Annie rode in the front seat and pointed directions while talking nonstop about her brothers. “Stupid goddamn fuckheads. They can’t stop jerking off for fifteen minutes to settle on anything but sex—and if they can’t get that—which of course they fucking aren’t—then it gets to anger right fucking quick.” She killed the AC and rolled down her window.

Frank hit a highway going up into the hills and stepped on the gas.

Annie lit a cigarette like she was shooting a gun into the wind. Petunia curled up in the back seat and went to sleep. “When they get into it, fighting, they’re like goddamn dogs, all that frustration where they don’t know whether to fight or fuck, so you just gotta treat ’em like dogs. Hose ’em off with cold water. Most of the time, that works. Most of the time.” Annie inhaled the cigarette in six savage bites and lit another with the filter of the first one. “Turn here.”

Annie slowed down, relaxing into the seat, taking it easier on the cigarette. “I’m sorry. Tonight was important, and those fucking morons fucking fucked it up,” she said and put a hand on Frank’s thigh. But the touch was brief, and then her hand was on to fiddling with the radio. “Fucking radio around here sucks. It sucks long and hard.” With her particular emphasis on those last words, Frank couldn’t help but wonder if she meant something else. Fed up with the selection, Annie switched the radio off. “Where you from?”

“All over.”

“That much I guessed. Where were you born?”

“East Texas.”

“Where’s your family now?”

“All over.”

“You visit with ’em much?”

Frank followed Annie’s finger and turned into an empty parking lot. There was a half moon, just enough to reflect off the fifty-acre reservoir. He shrugged as he pulled into a spot and stopped. “Didn’t see the point in driving all over to visit a bunch of cemeteries.” He stopped the car, facing the lake, under a billion stars.

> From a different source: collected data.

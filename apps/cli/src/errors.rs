use thiserror::Error;

/// Application-level error type. Commands return `Result<T, AppError>`;
/// `main` renders `user_message()` and exits non-zero. Full detail goes to
/// the tracing log, never to the user.
#[derive(Debug, Error)]
pub enum AppError {
    #[error("API error (status {status}): {message}")]
    Api { status: u16, message: String },

    #[error("HTTP error: {0}")]
    Http(#[from] reqwest::Error),

    #[error("Missing input: {0}")]
    MissingInput(String),

    #[error("Session store error: {0}")]
    Session(String),

    #[error("I/O error: {0}")]
    Io(#[from] std::io::Error),

    #[error("Internal error: {0}")]
    Internal(#[from] anyhow::Error),
}

impl AppError {
    /// The short human-readable sentence surfaced to the user. Failures
    /// never abort with a stack trace; the user resubmits manually.
    pub fn user_message(&self) -> String {
        match self {
            AppError::Api { status, .. } => {
                format!("The Pathio service returned an error (status {status}). Please try again.")
            }
            AppError::Http(_) => {
                "Could not reach the Pathio service. Check your connection and try again.".to_string()
            }
            AppError::MissingInput(msg) => msg.clone(),
            AppError::Session(_) => "Could not read or write saved session data.".to_string(),
            AppError::Io(_) => "A local file operation failed.".to_string(),
            AppError::Internal(_) => "Something went wrong. Please try again.".to_string(),
        }
    }
}

#[cfg(test)]
mod tests {
    use super::*;

    #[test]
    fn test_api_error_message_carries_status() {
        let err = AppError::Api {
            status: 502,
            message: "bad gateway".to_string(),
        };
        assert!(err.user_message().contains("502"));
        // Raw body text stays out of the user-facing sentence.
        assert!(!err.user_message().contains("bad gateway"));
    }

    #[test]
    fn test_missing_input_passes_through() {
        let err = AppError::MissingInput("No saved job. Run `pathio search` first.".to_string());
        assert_eq!(err.user_message(), "No saved job. Run `pathio search` first.");
    }
}
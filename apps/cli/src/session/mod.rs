//! Typed session store for handing data between flows.
//!
//! The original web client passed payloads between pages through browser
//! localStorage under bare string keys. This is the same contract made
//! explicit: one JSON file per key under the state directory, last writer
//! wins, a missing or unparseable entry reads as `None` (never an error),
//! no TTL. Each value is wrapped in an envelope recording when it was
//! saved; the timestamp is informational only.

use std::fs;
use std::path::PathBuf;

use chrono::{DateTime, Utc};
use serde::de::DeserializeOwned;
use serde::{Deserialize, Serialize};
use tracing::warn;

use crate::errors::AppError;

/// Job selected from search results for viewing.
pub const SELECTED_JOB: &str = "selectedJob";
/// Job carried into the tailoring flow.
pub const JOB_TO_APPLY: &str = "jobToApply";
/// Output of the last tailoring run, consumed by the results flow.
pub const TAILORED_RESULTS: &str = "tailoredResults";
/// Free-text job description pasted by the user instead of a search pick.
pub const PASTED_JOB: &str = "pastedJob";

#[derive(Debug, Serialize, Deserialize)]
struct Envelope<T> {
    saved_at: DateTime<Utc>,
    value: T,
}

/// File-backed key/value store scoped to one state directory.
#[derive(Debug, Clone)]
pub struct SessionStore {
    dir: PathBuf,
}

impl SessionStore {
    pub fn new(dir: impl Into<PathBuf>) -> Self {
        Self { dir: dir.into() }
    }

    fn path_for(&self, key: &str) -> PathBuf {
        self.dir.join(format!("{key}.json"))
    }

    /// Writes a value under a key, replacing any previous value.
    pub fn put<T: Serialize>(&self, key: &str, value: &T) -> Result<(), AppError> {
        fs::create_dir_all(&self.dir)
            .map_err(|e| AppError::Session(format!("cannot create state dir: {e}")))?;
        let envelope = Envelope {
            saved_at: Utc::now(),
            value,
        };
        let json = serde_json::to_string_pretty(&envelope)
            .map_err(|e| AppError::Session(format!("cannot encode '{key}': {e}")))?;
        fs::write(self.path_for(key), json)
            .map_err(|e| AppError::Session(format!("cannot write '{key}': {e}")))
    }

    /// Reads a value by key. Absence is not an error; an entry that fails
    /// to parse is treated as absent (and logged), matching the original
    /// reader behavior.
    pub fn get<T: DeserializeOwned>(&self, key: &str) -> Option<T> {
        let raw = fs::read_to_string(self.path_for(key)).ok()?;
        match serde_json::from_str::<Envelope<T>>(&raw) {
            Ok(envelope) => Some(envelope.value),
            Err(e) => {
                warn!("Discarding unparseable session entry '{key}': {e}");
                None
            }
        }
    }

    /// Removes a key. Removing an absent key is a no-op.
    pub fn remove(&self, key: &str) -> Result<(), AppError> {
        match fs::remove_file(self.path_for(key)) {
            Ok(()) => Ok(()),
            Err(e) if e.kind() == std::io::ErrorKind::NotFound => Ok(()),
            Err(e) => Err(AppError::Session(format!("cannot remove '{key}': {e}"))),
        }
    }
}

#[cfg(test)]
mod tests {
    use super::*;
    use crate::models::job::Job;

    fn store() -> (tempfile::TempDir, SessionStore) {
        let dir = tempfile::tempdir().unwrap();
        let store = SessionStore::new(dir.path());
        (dir, store)
    }

    #[test]
    fn test_roundtrip() {
        let (_dir, store) = store();
        let job = Job {
            title: "Backend Engineer".to_string(),
            company: "Acme".to_string(),
            ..Default::default()
        };
        store.put(SELECTED_JOB, &job).unwrap();

        let loaded: Job = store.get(SELECTED_JOB).unwrap();
        assert_eq!(loaded.title, "Backend Engineer");
        assert_eq!(loaded.company, "Acme");
    }

    #[test]
    fn test_missing_key_is_none() {
        let (_dir, store) = store();
        assert!(store.get::<Job>(TAILORED_RESULTS).is_none());
    }

    #[test]
    fn test_last_writer_wins() {
        let (_dir, store) = store();
        store.put(PASTED_JOB, &"first".to_string()).unwrap();
        store.put(PASTED_JOB, &"second".to_string()).unwrap();
        assert_eq!(store.get::<String>(PASTED_JOB).unwrap(), "second");
    }

    #[test]
    fn test_unparseable_entry_reads_as_absent() {
        let (dir, store) = store();
        fs::write(dir.path().join("jobToApply.json"), "not json at all").unwrap();
        assert!(store.get::<Job>(JOB_TO_APPLY).is_none());
    }

    #[test]
    fn test_remove_is_idempotent() {
        let (_dir, store) = store();
        store.put(SELECTED_JOB, &"x".to_string()).unwrap();
        store.remove(SELECTED_JOB).unwrap();
        store.remove(SELECTED_JOB).unwrap();
        assert!(store.get::<String>(SELECTED_JOB).is_none());
    }
}
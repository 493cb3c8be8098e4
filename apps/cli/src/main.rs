mod api;
mod commands;
mod config;
mod errors;
mod models;
mod render;
mod session;
mod state;
mod text;

use std::path::PathBuf;

use anyhow::Result;
use clap::{Parser, Subcommand, ValueEnum};
use tracing::info;
use tracing_subscriber::{layer::SubscriberExt, util::SubscriberInitExt, EnvFilter};

use crate::api::ApiClient;
use crate::commands::analytics::AnalyticsArgs;
use crate::commands::apply::ApplyArgs;
use crate::commands::coach::CoachArgs;
use crate::commands::results::Tab;
use crate::commands::search::SearchArgs;
use crate::commands::tools::ToolsArgs;
use crate::config::Config;
use crate::session::SessionStore;
use crate::state::AppState;

#[derive(Parser)]
#[command(name = "pathio")]
#[command(version)]
#[command(about = "Career assistant: job search, resume tailoring, coaching, and analytics", long_about = None)]
struct Cli {
    #[command(subcommand)]
    command: Commands,
}

#[derive(Subcommand)]
enum Commands {
    /// Search for jobs and optionally save one for the apply flow
    Search {
        /// Job title or free-text query
        query: Option<String>,

        #[arg(long)]
        location: Option<String>,

        #[arg(long)]
        company: Option<String>,

        /// Comma-separated skills filter
        #[arg(long)]
        skills: Option<String>,

        /// Resume file for personalized match scoring
        #[arg(long, value_name = "FILE")]
        resume: Option<PathBuf>,

        /// Save result N (1-based) for `pathio apply`
        #[arg(long, value_name = "N")]
        select: Option<usize>,
    },

    /// Tailor your resume to a job and save the results
    Apply {
        /// Resume file (stdin if not specified)
        #[arg(long, value_name = "FILE")]
        resume: Option<PathBuf>,

        /// Job description file; defaults to the job saved by `search`
        #[arg(long, value_name = "FILE")]
        job_file: Option<PathBuf>,

        /// Inline job description text
        #[arg(long)]
        job_text: Option<String>,
    },

    /// View the last tailoring run
    Results {
        /// Which view to show
        #[arg(long, value_enum, default_value = "resume")]
        show: ShowTab,

        #[command(subcommand)]
        action: Option<ResultsAction>,
    },

    /// Chat with the career coach (interactive without a message)
    Coach {
        /// One-shot question
        message: Option<String>,
    },

    /// Analyze a resume for career insights
    Analytics {
        /// Resume file to upload (PDF, DOCX, or TXT)
        #[arg(long, value_name = "FILE")]
        file: Option<PathBuf>,

        /// Plain-text resume file (stdin if neither flag is given)
        #[arg(long, value_name = "FILE")]
        text: Option<PathBuf>,
    },

    /// Discover AI tools for a task
    Tools {
        /// What you want a tool for
        query: String,

        /// Restrict to one category
        #[arg(long)]
        category: Option<String>,
    },
}

#[derive(Subcommand)]
enum ResultsAction {
    /// Mark improvement task N done (toggles) and update the resume
    Done {
        #[arg(value_name = "N")]
        number: usize,
    },

    /// Export a document as DOCX
    Export {
        #[arg(value_enum)]
        which: ExportKind,

        /// Output path (default: pathio_<which>.docx)
        #[arg(short, long, value_name = "FILE")]
        output: Option<PathBuf>,
    },
}

#[derive(Debug, Clone, Copy, ValueEnum)]
enum ShowTab {
    Resume,
    Cover,
    Changes,
    Tasks,
}

impl From<ShowTab> for Tab {
    fn from(tab: ShowTab) -> Self {
        match tab {
            ShowTab::Resume => Tab::Resume,
            ShowTab::Cover => Tab::Cover,
            ShowTab::Changes => Tab::Changes,
            ShowTab::Tasks => Tab::Tasks,
        }
    }
}

#[derive(Debug, Clone, Copy, ValueEnum)]
enum ExportKind {
    Resume,
    Cover,
}

impl ExportKind {
    fn as_str(self) -> &'static str {
        match self {
            ExportKind::Resume => "resume",
            ExportKind::Cover => "cover",
        }
    }
}

#[tokio::main]
async fn main() -> Result<()> {
    let cli = Cli::parse();
    let config = Config::from_env()?;

    tracing_subscriber::registry()
        .with(EnvFilter::try_from_default_env().unwrap_or_else(|_| {
            EnvFilter::new(format!("{}={}", env!("CARGO_PKG_NAME"), &config.rust_log))
        }))
        .with(tracing_subscriber::fmt::layer().with_writer(std::io::stderr))
        .init();

    info!(
        "Pathio CLI v{} (API: {})",
        env!("CARGO_PKG_VERSION"),
        config.api_base_url
    );

    let state = AppState {
        api: ApiClient::new(config.api_base_url.clone())?,
        session: SessionStore::new(config.state_dir.clone()),
        config,
    };

    let outcome = match cli.command {
        Commands::Search {
            query,
            location,
            company,
            skills,
            resume,
            select,
        } => {
            commands::search::run(
                &state,
                SearchArgs {
                    query,
                    location,
                    company,
                    skills,
                    resume,
                    select,
                },
            )
            .await
        }
        Commands::Apply {
            resume,
            job_file,
            job_text,
        } => {
            commands::apply::run(
                &state,
                ApplyArgs {
                    resume,
                    job_file,
                    job_text,
                },
            )
            .await
        }
        Commands::Results { show, action } => match action {
            None => commands::results::show(&state, show.into()),
            Some(ResultsAction::Done { number }) => commands::results::complete_task(&state, number),
            Some(ResultsAction::Export { which, output }) => {
                commands::results::export(&state, which.as_str(), output).await
            }
        },
        Commands::Coach { message } => commands::coach::run(&state, CoachArgs { message }).await,
        Commands::Analytics { file, text } => {
            commands::analytics::run(
                &state,
                AnalyticsArgs {
                    file,
                    text_from: text,
                },
            )
            .await
        }
        Commands::Tools { query, category } => {
            commands::tools::run(&state, ToolsArgs { query, category }).await
        }
    };

    if let Err(e) = outcome {
        tracing::error!("Command failed: {e}");
        render::print_error(&e.user_message());
        std::process::exit(1);
    }
    Ok(())
}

“Your mom?” Annie finished her cigarette, threw it out the window, but made no move to get out.

Frank gave a sad smile. “Cancer.”

“Dad?”

“Don’t know.”

“My daddy’s in jail. He’s not a good man. I hope he never gets out.”

“How’d he get there?” Frank was hoping she’d put her hand back on his thigh.

Annie gave her own sad smile. “He broke into seventeen campers and trailers across the southwest, killing the husbands and any children, then raping and killing the wife. You probably heard about it.”

“Jesus.” Frank was sorry he’d asked.

“No, I’m fucking with you. He’s in a jail, sure, but hell, he’s just a dumb-ass. He went after armored cars—he’d stake out an ATM and follow the truck back. He nailed two trucks, cops nailed him on the third. Thought he had to be a tough guy and use a loaded gun. So he oughta be up for parole in twenty years or so. I take a bus and see him once in a while.”

Frank turned off the engine and they sat in silence for a moment. “My daddy was a preacher. Can’t exactly say he was a man of god. He believed in…well, he believed in the devil, one. That’s for damn sure. And two, he believed in serpents. He was one of them snake handlers, always saying the word of god was protecting him from bites. Didn’t matter that he got bit twice in the face. He said that was ’cause of me. And mom, but mostly me. His fault for spawning me. God was punishing him.”

Annie twisted around to look at Petunia and put her hand back on Frank’s thigh. “You think she wants to go swimming?”